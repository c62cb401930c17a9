//! Definition-time model constants.
//!
//! A model fixes its size (NX, NZ), solver step, stop time and enabled
//! capabilities once, when it is defined. The instance consumes these values
//! but never owns or mutates them.

use core::fmt;

/// How the host drives an instance.
#[derive(Clone, Copy, Debug, PartialEq, Eq, Hash)]
#[cfg_attr(feature = "serde", derive(serde::Serialize, serde::Deserialize))]
#[cfg_attr(feature = "serde", serde(rename_all = "kebab-case"))]
pub enum InterfaceType {
    /// Host integrates the continuous states itself.
    ModelExchange,
    /// Model advances itself across communication steps.
    CoSimulation,
}

impl fmt::Display for InterfaceType {
    fn fmt(&self, f: &mut fmt::Formatter<'_>) -> fmt::Result {
        match self {
            InterfaceType::ModelExchange => f.write_str("model-exchange"),
            InterfaceType::CoSimulation => f.write_str("co-simulation"),
        }
    }
}

/// Optional entry points a model chooses to provide.
#[derive(Clone, Copy, Debug, PartialEq, Eq)]
#[cfg_attr(feature = "serde", derive(serde::Serialize))]
pub struct Capabilities {
    pub co_simulation: bool,
    pub model_exchange: bool,
    pub set_float64: bool,
    pub get_output_derivative: bool,
    pub event_update: bool,
    pub get_set_state: bool,
}

impl Capabilities {
    pub const fn all() -> Self {
        Self {
            co_simulation: true,
            model_exchange: true,
            set_float64: true,
            get_output_derivative: true,
            event_update: true,
            get_set_state: true,
        }
    }

    pub fn supports(&self, interface: InterfaceType) -> bool {
        match interface {
            InterfaceType::ModelExchange => self.model_exchange,
            InterfaceType::CoSimulation => self.co_simulation,
        }
    }
}

/// Fixed constants of one model definition.
#[derive(Clone, Copy, Debug, PartialEq)]
#[cfg_attr(feature = "serde", derive(serde::Serialize))]
pub struct ModelConfig {
    /// Model identifier (also the unit name on disk)
    pub identifier: &'static str,
    /// Token the host must present when instantiating
    pub instantiation_token: &'static str,
    /// Internal step used by co-simulation (seconds)
    pub fixed_solver_step: f64,
    /// Stop time used when the host gives none (seconds)
    pub default_stop_time: f64,
    /// Number of continuous states
    pub nx: usize,
    /// Number of event indicators
    pub nz: usize,
    pub capabilities: Capabilities,
}

impl ModelConfig {
    /// Check the constants make sense before any instance is created.
    pub fn validate(&self) -> crate::FmuResult<()> {
        if !(self.fixed_solver_step.is_finite() && self.fixed_solver_step > 0.0) {
            return Err(crate::FmuError::InvalidArg {
                what: "fixed_solver_step must be positive",
            });
        }
        if !(self.default_stop_time.is_finite() && self.default_stop_time >= 0.0) {
            return Err(crate::FmuError::InvalidArg {
                what: "default_stop_time must be non-negative",
            });
        }
        if self.identifier.is_empty() {
            return Err(crate::FmuError::InvalidArg {
                what: "identifier must not be empty",
            });
        }
        Ok(())
    }
}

What the task requires:
Where the string "seconds" occurs in a line of the listing above, count that line, then report the total and nothing else.

Problem solution:
2